"De plus en plus de Calédoniens ont faim", appuie Annie Qaeze, élue Calédonie ensemble et rapporteure de la proposition de loi visant à lutter contre le gaspillage alimentaire [1] examinée au Congrès lundi 25 août, évoquant "l’augmentation du nombre de sans-abri et les difficultés croissantes auxquelles font face les ménages". Entre les milliers d’emplois détruits, l’inflation et la problématique des transports, la population est confrontée à la précarité. Cette paupérisation d’une partie de la société, les associations caritatives la ressentent sur le terrain. Selon Saint-Vincent-de-Paul, Dorcas, Macadam, la Banque alimentaire, la Rapsa, le Secours catholique, Solidarité RS, etc., qu’Annie Qaeze a rencontré, la demande d’aide "a bondi de plus de 30 % dans les mois qui ont suivi les émeutes". Les dons, aussi, ont baissé, alors que ces structures sont davantage sollicitées. C’est notamment à cette "urgence sociale" que le texte vise à apporter une première réponse.
Mais, la proposition de loi cherche également à réduire le fléau du gaspillage alimentaire en Nouvelle-Calédonie, où 4 415 tonnes de biodéchets ont été recensées en 2021, soit l’équivalent de 10,5 millions de repas perdus en une année, cite le rapport d’Annie Qaeze. Une filière est "particulièrement exposée", celle des fruits et légumes, pour laquelle "près d’un tiers des volumes produits localement n’est ni écoulé ni valorisé". En tout, les pertes représenteraient entre 2 à 5 % du chiffre d’affaires des opérateurs de la grande distribution. Un gâchis à deux niveaux : "à la fois sur le plan économique, en fragilisant la structuration des filières locales, en renchérissant le coût des denrées alimentaires, et sur le plan social, alors que de nombreux foyers connaissent une insécurité alimentaire croissante".
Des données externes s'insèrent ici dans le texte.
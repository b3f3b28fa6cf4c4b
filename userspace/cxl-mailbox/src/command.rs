// Copyright 2026 Open Nexus OS Contributors
// SPDX-License-Identifier: Apache-2.0

//! CONTEXT: Mailbox command lifecycle (query -> allocate -> submit -> decode)
//! OWNERS: @runtime
//! STATUS: Functional
//! API_STABILITY: Unstable
//! TEST_COVERAGE: Unit tests below + `tests/command_lifecycle.rs`, `tests/properties.rs`
//!
//! PUBLIC API:
//!   - Command: target + buffers + validation state, bound to one memdev
//!   - PreparedCommand: validated and allocated; the only type with `submit`
//!   - Completed: completion code, produced length, output bytes
//!
//! INVARIANTS:
//!   - Buffer sizes never exceed the device `payload_max`; oversize requests fail before allocation
//!   - Caller buffers are borrowed for `'b`; engine buffers are owned and dropped with the command
//!   - A prepared command is consumed by submission, so each object is sent at most once
//!
//! ADR: docs/adr/0001-cxl-mailbox-engine.md

use std::sync::Arc;

use cxl_abi::{CommandId, CommandInfo};

use crate::catalog::QueryStatus;
use crate::memdev::Memdev;
use crate::status::MboxStatus;
use crate::transport::{open_checked, MailboxRequest};
use crate::{Error, Result};

const EMPTY: &[u8] = &[];

#[derive(Clone, Copy, Debug, PartialEq, Eq)]
enum Target {
    Id(u32),
    Raw(u16),
}

impl Target {
    fn kernel_id(self) -> u32 {
        match self {
            Target::Id(id) => id,
            Target::Raw(_) => CommandId::Raw as u32,
        }
    }

    fn raw_opcode(self) -> u16 {
        match self {
            Target::Id(_) => 0,
            Target::Raw(opcode) => opcode,
        }
    }

    fn describe(self) -> String {
        match self {
            Target::Id(id) => match CommandId::from_raw(id) {
                Some(known) => known.name().to_string(),
                None => format!("command {id}"),
            },
            Target::Raw(opcode) => format!("raw opcode {opcode:#06x}"),
        }
    }
}

#[derive(Debug)]
enum Input<'b> {
    Owned(Vec<u8>),
    Caller(&'b [u8]),
}

impl Input<'_> {
    fn bytes(&self) -> &[u8] {
        match self {
            Input::Owned(buf) => buf,
            Input::Caller(buf) => buf,
        }
    }
}

#[derive(Debug)]
enum Output<'b> {
    Owned(Vec<u8>),
    Caller(&'b mut [u8]),
}

impl Output<'_> {
    fn bytes(&self) -> &[u8] {
        match self {
            Output::Owned(buf) => buf,
            Output::Caller(buf) => buf,
        }
    }

    fn bytes_mut(&mut self) -> &mut [u8] {
        match self {
            Output::Owned(buf) => buf,
            Output::Caller(buf) => buf,
        }
    }
}

/// One request/response unit bound to a memdev.
///
/// `'b` is the lifetime of caller-supplied buffers; commands that only use engine-allocated
/// buffers are `Command<'static>`.
#[derive(Debug)]
pub struct Command<'b> {
    memdev: Arc<Memdev>,
    target: Target,
    status: QueryStatus,
    input: Option<Input<'b>>,
    output: Option<Output<'b>>,
}

impl<'b> Command<'b> {
    /// Command for kernel id `id`.
    pub fn new(memdev: Arc<Memdev>, id: impl Into<u32>) -> Self {
        Self::with_target(memdev, Target::Id(id.into()))
    }

    /// Raw opcode passthrough, validated as the kernel's raw command id.
    pub fn raw(memdev: Arc<Memdev>, opcode: u16) -> Self {
        Self::with_target(memdev, Target::Raw(opcode))
    }

    fn with_target(memdev: Arc<Memdev>, target: Target) -> Self {
        Self { memdev, target, status: QueryStatus::NotRun, input: None, output: None }
    }

    /// Device this command is bound to.
    pub fn memdev(&self) -> &Arc<Memdev> {
        &self.memdev
    }

    /// Kernel id sent with the command.
    pub fn kernel_id(&self) -> u32 {
        self.target.kernel_id()
    }

    /// Validation state.
    pub fn status(&self) -> QueryStatus {
        self.status
    }

    /// Validates the command against the device catalog, fetching it if needed.
    ///
    /// A supported command returns immediately without touching the device again. A failed
    /// catalog fetch leaves the state at [`QueryStatus::NotRun`].
    pub fn query(&mut self) -> Result<CommandInfo> {
        if let QueryStatus::Supported { info, .. } = self.status {
            return Ok(info);
        }
        let catalog = self.memdev.catalog()?;
        self.status = self.status.transition(&catalog, self.kernel_id());
        match self.status {
            QueryStatus::Supported { info, .. } => Ok(info),
            _ => {
                log::debug!("{}: {} not in catalog", self.memdev.name(), self.target.describe());
                Err(Error::Unsupported { id: self.kernel_id() })
            }
        }
    }

    fn check_size(&self, requested: usize) -> Result<()> {
        let max = self.memdev.payload_max();
        if requested > max {
            return Err(Error::InvalidPayloadSize { requested, max });
        }
        Ok(())
    }

    /// Replaces the input with `len` zeroed engine-owned bytes.
    pub fn set_input_len(&mut self, len: usize) -> Result<()> {
        self.check_size(len)?;
        self.input = Some(Input::Owned(vec![0; len]));
        Ok(())
    }

    /// Uses `buf` as the input. The engine only reads it.
    pub fn set_input(&mut self, buf: &'b [u8]) -> Result<()> {
        self.check_size(buf.len())?;
        self.input = Some(Input::Caller(buf));
        Ok(())
    }

    /// Takes ownership of `buf` as the input.
    pub fn set_input_vec(&mut self, buf: Vec<u8>) -> Result<()> {
        self.check_size(buf.len())?;
        self.input = Some(Input::Owned(buf));
        Ok(())
    }

    /// Replaces the output with `len` zeroed engine-owned bytes.
    pub fn set_output_len(&mut self, len: usize) -> Result<()> {
        self.check_size(len)?;
        self.output = Some(Output::Owned(vec![0; len]));
        Ok(())
    }

    /// Receives output directly into `buf`.
    pub fn set_output(&mut self, buf: &'b mut [u8]) -> Result<()> {
        self.check_size(buf.len())?;
        self.output = Some(Output::Caller(buf));
        Ok(())
    }

    /// Engine-owned input bytes, for filling in place.
    pub fn input_mut(&mut self) -> Option<&mut [u8]> {
        match self.input.as_mut() {
            Some(Input::Owned(buf)) => Some(buf.as_mut_slice()),
            _ => None,
        }
    }

    /// Current input length.
    pub fn input_len(&self) -> usize {
        self.input.as_ref().map_or(0, |input| input.bytes().len())
    }

    /// Current output length.
    pub fn output_len(&self) -> usize {
        self.output.as_ref().map_or(0, |output| output.bytes().len())
    }

    /// Allocates buffers the caller has not supplied, sized from the catalog entry.
    ///
    /// Fixed non-zero input gets that many zeroed bytes. Output gets its fixed size, or
    /// `payload_max` when variable.
    pub fn allocate(&mut self) -> Result<()> {
        let info = match self.status {
            QueryStatus::Supported { info, .. } => info,
            QueryStatus::NotRun => return Err(Error::NotValidated),
            QueryStatus::Unsupported => return Err(Error::Unsupported { id: self.kernel_id() }),
        };
        if self.input.is_none() {
            if let Some(len) = info.input_len().filter(|len| *len > 0) {
                self.set_input_len(len)?;
            }
        }
        if self.output.is_none() {
            let len = info.output_len().unwrap_or(self.memdev.payload_max());
            if len > 0 {
                self.set_output_len(len)?;
            }
        }
        Ok(())
    }

    /// Checks the command is validated and allocates its buffers.
    pub fn prepare(mut self) -> Result<PreparedCommand<'b>> {
        self.allocate()?;
        Ok(PreparedCommand { command: self })
    }
}

/// A validated command with its buffers in place.
#[derive(Debug)]
#[must_use = "a prepared command does nothing until submitted"]
pub struct PreparedCommand<'b> {
    command: Command<'b>,
}

impl<'b> PreparedCommand<'b> {
    /// Validated catalog entry.
    pub fn info(&self) -> Option<&CommandInfo> {
        self.command.status.info()
    }

    /// Engine-owned input bytes, for filling in place.
    pub fn input_mut(&mut self) -> Option<&mut [u8]> {
        self.command.input_mut()
    }

    /// Sends the command: one identity check, one call.
    ///
    /// Transport failures return [`Error::Transport`]; a non-zero completion code returns
    /// [`Error::Mailbox`].
    pub fn submit(self) -> Result<Completed<'b>> {
        let mut command = self.command;
        let memdev = Arc::clone(&command.memdev);
        let target = command.target;
        let (retval, out_size) = {
            let mut channel = open_checked(memdev.transport(), memdev.devnode(), memdev.devnum())?;
            let input = command.input.as_ref().map_or(EMPTY, Input::bytes);
            let output: &mut [u8] = match command.output.as_mut() {
                Some(output) => output.bytes_mut(),
                None => &mut [],
            };
            let mut request =
                MailboxRequest::new(target.kernel_id(), target.raw_opcode(), input, output);
            log::debug!(
                "{}: submit {} (in {} bytes, out {} bytes)",
                memdev.name(),
                target.describe(),
                request.input.len(),
                request.output.len()
            );
            channel.send_command(&mut request).map_err(|source| {
                log::error!("{}: {} failed: {source}", memdev.name(), target.describe());
                Error::Transport { path: memdev.devnode().to_path_buf(), source }
            })?;
            (request.retval, request.out_size.min(request.output.len()))
        };
        let status = MboxStatus::from_code(retval);
        if !status.is_success() {
            if status.is_firmware_update() {
                let name = memdev.name();
                log::warn!("{name}: {} blocked by firmware update: {status}", target.describe());
            } else {
                log::debug!("{}: {} completed with {status}", memdev.name(), target.describe());
            }
            return Err(Error::Mailbox { command: target.describe(), status });
        }
        Ok(Completed { command, status, out_size })
    }
}

/// A command the device has completed successfully.
#[derive(Debug)]
pub struct Completed<'b> {
    command: Command<'b>,
    status: MboxStatus,
    out_size: usize,
}

impl<'b> Completed<'b> {
    /// Completion code.
    pub fn mbox_status(&self) -> MboxStatus {
        self.status
    }

    /// Output bytes actually produced.
    pub fn out_size(&self) -> usize {
        self.out_size
    }

    /// Output trimmed to [`Completed::out_size`].
    pub fn output(&self) -> &[u8] {
        self.command.output.as_ref().map_or(EMPTY, |output| &output.bytes()[..self.out_size])
    }

    /// Produced output as an owned buffer.
    pub fn into_output(self) -> Vec<u8> {
        match self.command.output {
            Some(Output::Owned(mut buf)) => {
                buf.truncate(self.out_size);
                buf
            }
            Some(Output::Caller(buf)) => buf[..self.out_size].to_vec(),
            None => Vec::new(),
        }
    }

    /// Device the command ran on.
    pub fn memdev(&self) -> &Arc<Memdev> {
        &self.command.memdev
    }
}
En instaurant "un cadre juridique", le texte présenté au Congrès souhaite inciter les entreprises à donner, elles qui se montraient parfois réticentes par crainte notamment d’éventuels soucis sanitaires, et ainsi "renforcer la solidarité et réduire le gaspillage alimentaire". Les sociétés concernées sont celles, qu’ils s’agissent de producteurs, importateurs, transformateurs ou distributeurs, dont le chiffre d’affaires dépasse le seuil d’un milliard de francs, ce qui représente 43 structures, en majorité des grandes surfaces.

La proposition de loi les contraint à valoriser leurs invendus sous forme de dons aux associations qui, ensuite, les distribueront à leurs bénéficiaires. Pour les mettre en relation, une plateforme numérique va être mise à place en lien avec le site prix.nc. Le procédé est simple, explique Annie Qaeze. "Une grande surface se connecte sur la plateforme, poste une photo et décrit les produits qu’elle met à disposition. L’association reçoit une alerte, se rend sur la plateforme et décide si elle est intéressée et récupère les denrées en question." L’idée est aussi de permettre d’améliorer la qualité des dons, poursuit l’élue, pour beaucoup "composés de sodas, de gâteaux secs, de chocolats, de pots de moutarde en grande quantité ou encore de palettes de chips".
Si l’ensemble des représentants du boulevard Vauban s’est félicité, lundi en fin de journée, de l’adoption de ce texte, voté à l’unanimité, il a été en partie vidé de sa substance entre le moment où il a été déposé sur le bureau et son passage en séance. L’instauration d’une "amende forfaitaire minime" à la place d’une sanction représentant 1 % du chiffre d’affaires en cas de non-respect de l’obligation de valoriser les invendus par le don, jugée trop élevée, ne devrait guère avoir d’effet dissuasif. "Mais sur le principe, les principaux opérateurs nous ont dit, lors des auditions, qu’ils étaient d’accord pour jouer le jeu", précise Annie Qaeze.
Ce n’est pas le seul point de la proposition de loi qui a été revue. Au départ, les établissements concernés étaient ceux dont le chiffre d’affaires atteignait 100 millions de francs (et non un milliard). Et les secteurs du textile et de la droguerie étaient également concernés en plus de l’alimentaire. Un amendement supprime par ailleurs l’obligation spécifique de transmission régulière des données sur les invendus.
Un délai de trois mois est laissé aux opérateurs pour se mettre en conformité, ce qui correspond à peu près au temps nécessaire pour mettre sur pied la plateforme numérique, d’après les services du gouvernement. Annie Qaeze espère que d’autres textes suivront. "Ce n’est qu’un premier pas dans un long chemin de combat. On ne peut pas, du jour au lendemain, éradiquer le gaspillage alimentaire."